'''

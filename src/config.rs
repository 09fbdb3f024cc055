use std::{collections::HashSet, env, path::PathBuf, time::Duration};

use anyhow::{anyhow, Result};
use figment::{
    providers::{Format, Yaml},
    Figment,
};
use serde::{Deserialize, Serialize};
use state_store::StoreOptions;
use url::Url;
use uuid::Uuid;

use crate::{reaper::ReaperConfig, registry::RegistryConfig};

const LOCAL_ENV: &str = "local";

#[derive(Debug, Clone, Serialize, Deserialize)]
#[serde(default)]
pub struct ServerConfig {
    pub env: String,
    pub state_store_path: String,
    pub instance_id: Option<String>,
    /// JSON logs. Defaults to on everywhere except the local env.
    pub structured_logging: Option<bool>,
    pub registry: RegistrySettings,
    pub reaper: ReaperSettings,
    pub workers: Vec<WorkerConfig>,
    pub worker_probe_timeout_ms: u64,
    /// Consecutive failed pings before a worker counts as gone.
    pub worker_failure_threshold: u32,
    pub telemetry: TelemetryConfig,
}

impl Default for ServerConfig {
    fn default() -> Self {
        ServerConfig {
            env: LOCAL_ENV.to_string(),
            state_store_path: default_state_store_path(),
            instance_id: None,
            structured_logging: None,
            registry: Default::default(),
            reaper: Default::default(),
            workers: Vec::new(),
            worker_probe_timeout_ms: 2_000,
            worker_failure_threshold: 3,
            telemetry: Default::default(),
        }
    }
}

fn default_state_store_path() -> String {
    env::current_dir()
        .unwrap_or_else(|_| PathBuf::from("."))
        .join("registry_storage/state")
        .to_string_lossy()
        .to_string()
}

#[derive(Debug, Clone, Serialize, Deserialize)]
#[serde(default)]
pub struct RegistrySettings {
    pub store_timeout_ms: u64,
    pub cas_retries: u32,
    /// fsync the store's WAL on every commit.
    pub sync_writes: bool,
    pub lock_timeout_ms: u64,
}

impl Default for RegistrySettings {
    fn default() -> Self {
        Self {
            store_timeout_ms: 5_000,
            cas_retries: 5,
            sync_writes: true,
            lock_timeout_ms: 1_000,
        }
    }
}

impl RegistrySettings {
    pub fn registry_config(&self) -> RegistryConfig {
        RegistryConfig {
            store_timeout: Duration::from_millis(self.store_timeout_ms),
            cas_retries: self.cas_retries,
        }
    }

    pub fn store_options(&self) -> StoreOptions {
        StoreOptions {
            sync_writes: self.sync_writes,
            lock_timeout: Duration::from_millis(self.lock_timeout_ms),
        }
    }
}

#[derive(Debug, Clone, Serialize, Deserialize)]
#[serde(default)]
pub struct ReaperSettings {
    pub interval_secs: u64,
    pub idle_ttl_secs: u64,
    pub creating_timeout_secs: u64,
    pub max_destroy_attempts: u32,
    pub store_timeout_ms: u64,
}

impl Default for ReaperSettings {
    fn default() -> Self {
        let defaults = ReaperConfig::default();
        Self {
            interval_secs: defaults.interval.as_secs(),
            idle_ttl_secs: defaults.idle_ttl.as_secs(),
            creating_timeout_secs: defaults.creating_timeout.as_secs(),
            max_destroy_attempts: defaults.max_destroy_attempts,
            store_timeout_ms: defaults.store_timeout.as_millis() as u64,
        }
    }
}

impl ReaperSettings {
    pub fn reaper_config(&self) -> ReaperConfig {
        ReaperConfig {
            interval: Duration::from_secs(self.interval_secs),
            idle_ttl: Duration::from_secs(self.idle_ttl_secs),
            creating_timeout: Duration::from_secs(self.creating_timeout_secs),
            max_destroy_attempts: self.max_destroy_attempts,
            store_timeout: Duration::from_millis(self.store_timeout_ms),
        }
    }
}

#[derive(Debug, Clone, Serialize, Deserialize, PartialEq, Eq)]
pub struct WorkerConfig {
    pub name: String,
    pub garden_url: String,
}

#[derive(Debug, Clone, Serialize, Deserialize)]
#[serde(default)]
pub struct TelemetryConfig {
    // Enable metrics.
    pub enable_metrics: bool,
    // Export spans over OTLP.
    pub enable_tracing: bool,
    // OpenTelemetry collector grpc endpoint for both traces and metrics.
    // Defaults to using OTEL_EXPORTER_OTLP_ENDPOINT env var or to
    // localhost:4317 if empty.
    pub endpoint: Option<String>,
    pub metrics_interval_secs: u64,
}

impl Default for TelemetryConfig {
    fn default() -> Self {
        Self {
            enable_metrics: false,
            enable_tracing: false,
            endpoint: None,
            metrics_interval_secs: 10,
        }
    }
}

impl ServerConfig {
    pub fn from_path(path: &str) -> Result<ServerConfig> {
        let config_str = std::fs::read_to_string(path)?;
        Self::from_yaml_str(&config_str)
    }

    pub fn from_yaml_str(config_str: &str) -> Result<ServerConfig> {
        let config: ServerConfig = Figment::new().merge(Yaml::string(config_str)).extract()?;
        config.validate()?;
        Ok(config)
    }

    pub fn validate(&self) -> Result<()> {
        let reaper = &self.reaper;
        if reaper.interval_secs == 0 {
            return Err(anyhow!("reaper.interval_secs must be greater than 0"));
        }
        if reaper.max_destroy_attempts == 0 {
            return Err(anyhow!("reaper.max_destroy_attempts must be greater than 0"));
        }
        if reaper.creating_timeout_secs == 0 || reaper.creating_timeout_secs >= reaper.idle_ttl_secs
        {
            return Err(anyhow!(
                "reaper.creating_timeout_secs ({}) must be between 0 and reaper.idle_ttl_secs ({})",
                reaper.creating_timeout_secs,
                reaper.idle_ttl_secs
            ));
        }
        if reaper.store_timeout_ms == 0 || self.registry.store_timeout_ms == 0 {
            return Err(anyhow!("store timeouts must be greater than 0"));
        }
        if self.worker_probe_timeout_ms == 0 {
            return Err(anyhow!("worker_probe_timeout_ms must be greater than 0"));
        }
        if self.worker_failure_threshold == 0 {
            return Err(anyhow!("worker_failure_threshold must be greater than 0"));
        }

        let mut names = HashSet::new();
        for worker in &self.workers {
            if !names.insert(worker.name.as_str()) {
                return Err(anyhow!("duplicate worker name: {}", worker.name));
            }
            Url::parse(&worker.garden_url).map_err(|e| {
                anyhow!(
                    "invalid garden url for worker {}: {}: {}",
                    worker.name,
                    worker.garden_url,
                    e
                )
            })?;
        }
        Ok(())
    }

    pub fn structured_logging(&self) -> bool {
        self.structured_logging.unwrap_or(self.env != LOCAL_ENV)
    }

    pub fn instance_id(&self) -> String {
        self.instance_id
            .clone()
            .unwrap_or_else(|| format!("{}-{}", self.env, Uuid::new_v4()))
    }

    pub fn worker_probe_timeout(&self) -> Duration {
        Duration::from_millis(self.worker_probe_timeout_ms)
    }

    pub fn metrics_interval(&self) -> Duration {
        Duration::from_secs(self.telemetry.metrics_interval_secs)
    }
}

'''

▶ _Task prompt_
Copy nothing beyond the line containing "pub struct RegistrySettings". Transcribe exactly from the first line of the entries down to that line, inclusive.

▶ _Result of the task_
filename src/config.rs
repository 09fbdb3f024cc055
use std::{collections::HashSet, env, path::PathBuf, time::Duration};

use anyhow::{anyhow, Result};
use figment::{
    providers::{Format, Yaml},
    Figment,
};
use serde::{Deserialize, Serialize};
use state_store::StoreOptions;
use url::Url;
use uuid::Uuid;

use crate::{reaper::ReaperConfig, registry::RegistryConfig};

const LOCAL_ENV: &str = "local";

#[derive(Debug, Clone, Serialize, Deserialize)]
#[serde(default)]
pub struct ServerConfig {
    pub env: String,
    pub state_store_path: String,
    pub instance_id: Option<String>,
    /// JSON logs. Defaults to on everywhere except the local env.
    pub structured_logging: Option<bool>,
    pub registry: RegistrySettings,
    pub reaper: ReaperSettings,
    pub workers: Vec<WorkerConfig>,
    pub worker_probe_timeout_ms: u64,
    /// Consecutive failed pings before a worker counts as gone.
    pub worker_failure_threshold: u32,
    pub telemetry: TelemetryConfig,
}

impl Default for ServerConfig {
    fn default() -> Self {
        ServerConfig {
            env: LOCAL_ENV.to_string(),
            state_store_path: default_state_store_path(),
            instance_id: None,
            structured_logging: None,
            registry: Default::default(),
            reaper: Default::default(),
            workers: Vec::new(),
            worker_probe_timeout_ms: 2_000,
            worker_failure_threshold: 3,
            telemetry: Default::default(),
        }
    }
}

fn default_state_store_path() -> String {
    env::current_dir()
        .unwrap_or_else(|_| PathBuf::from("."))
        .join("registry_storage/state")
        .to_string_lossy()
        .to_string()
}

#[derive(Debug, Clone, Serialize, Deserialize)]
#[serde(default)]
pub struct RegistrySettings {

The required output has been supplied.